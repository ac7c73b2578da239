//! Hosted data store client.
//!
//! The widget talks to a backend-as-a-service through the [`IdeaStore`]
//! trait. [`RestStore`] speaks the backend's PostgREST surface; [`MemoryStore`]
//! keeps the same semantics in process for offline runs and tests.
//!
//! Tables:
//! - `Counter`: a single row `{count, last_updated}`
//! - `chesed_commitments`: one row per commitment, id generated by the store
//! - `idea_components`: row 1 holds the word lists written by the fetch function

use std::sync::Arc;

use async_trait::async_trait;

use crate::commitment::{Commitment, NewCommitment, ReminderContact};
use crate::counter::Counter;
use crate::error::ChesedResult;
use crate::sheets::IdeaComponents;

mod memory;
mod rest;

pub use memory::MemoryStore;
pub use rest::RestStore;

/// Table holding the shared generation counter.
pub const COUNTER_TABLE: &str = "Counter";
/// Table holding commitments.
pub const COMMITMENTS_TABLE: &str = "chesed_commitments";
/// Table holding the word lists refreshed from the spreadsheet.
pub const IDEA_COMPONENTS_TABLE: &str = "idea_components";
/// The single `idea_components` row that is overwritten on refresh.
pub const IDEA_COMPONENTS_ROW_ID: i64 = 1;

/// Operations the widget needs from the hosted store.
#[async_trait]
pub trait IdeaStore: Send + Sync {
    /// Read the counter row. A missing row reads as zero.
    async fn fetch_counter(&self) -> ChesedResult<Counter>;

    /// Overwrite the counter with `next` only if the stored count is still
    /// `expected`. Returns `false` (and changes nothing) when it is not.
    async fn update_counter_if(&self, expected: i64, next: &Counter) -> ChesedResult<bool>;

    /// Insert a commitment and return the stored row with its generated id.
    async fn insert_commitment(&self, new: &NewCommitment) -> ChesedResult<Commitment>;

    /// Attach reminder contact details to an existing commitment.
    async fn attach_reminder(&self, id: i64, contact: &ReminderContact) -> ChesedResult<Commitment>;

    /// Look up a commitment by id.
    async fn get_commitment(&self, id: i64) -> ChesedResult<Option<Commitment>>;

    /// Read the stored word lists, if the fetch function has written any.
    async fn fetch_idea_components(&self) -> ChesedResult<Option<IdeaComponents>>;

    /// Overwrite the stored word lists (row [`IDEA_COMPONENTS_ROW_ID`]).
    async fn replace_idea_components(&self, components: &IdeaComponents) -> ChesedResult<()>;
}

/// Store handle shared between UI components and background tasks.
pub type SharedStore = Arc<dyn IdeaStore>;
//! Shared services for the widget.
//!
//! The root component provides one [`AppServices`] plus the word lists and
//! toast queue; children pick them up with the `use_*` hooks below.

use std::sync::Arc;

use chesed_core::{AppConfig, MemoryStore, RestStore, SharedStore, Storage, WelcomeGate, WordLists};
use dioxus::prelude::*;

use crate::components::Toasts;

/// Handles every component may need.
#[derive(Clone)]
pub struct AppServices {
    pub config: Arc<AppConfig>,
    /// Hosted store, or an in-memory one when none is configured
    pub store: SharedStore,
    /// First-visit gate; `None` when local storage could not be opened
    pub welcome: Option<WelcomeGate>,
}

impl AppServices {
    pub fn new(config: &AppConfig) -> Self {
        let store: SharedStore = match &config.store_url {
            Some(url) => Arc::new(RestStore::new(url.clone(), config.store_key.clone())),
            None => Arc::new(MemoryStore::new()),
        };

        let welcome = match Storage::in_dir(&config.data_dir) {
            Ok(storage) => Some(WelcomeGate::new(storage)),
            Err(e) => {
                tracing::warn!("Local storage unavailable, welcome will not auto-show: {}", e);
                None
            }
        };

        Self {
            config: Arc::new(config.clone()),
            store,
            welcome,
        }
    }
}

/// Hook to access the shared services.
pub fn use_services() -> AppServices {
    use_context::<AppServices>()
}

/// Hook to access the loaded word lists (empty until the load finishes).
pub fn use_word_lists() -> Signal<WordLists> {
    use_context::<Signal<WordLists>>()
}

/// Hook to access the toast queue.
pub fn use_toasts() -> Signal<Toasts> {
    use_context::<Signal<Toasts>>()
}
--
**The task**.
For each line above that contains the word "WordLists", make a copy.

**Problem solution**.
use chesed_core::{AppConfig, MemoryStore, RestStore, SharedStore, Storage, WelcomeGate, WordLists};
pub fn use_word_lists() -> Signal<WordLists> {
    use_context::<Signal<WordLists>>()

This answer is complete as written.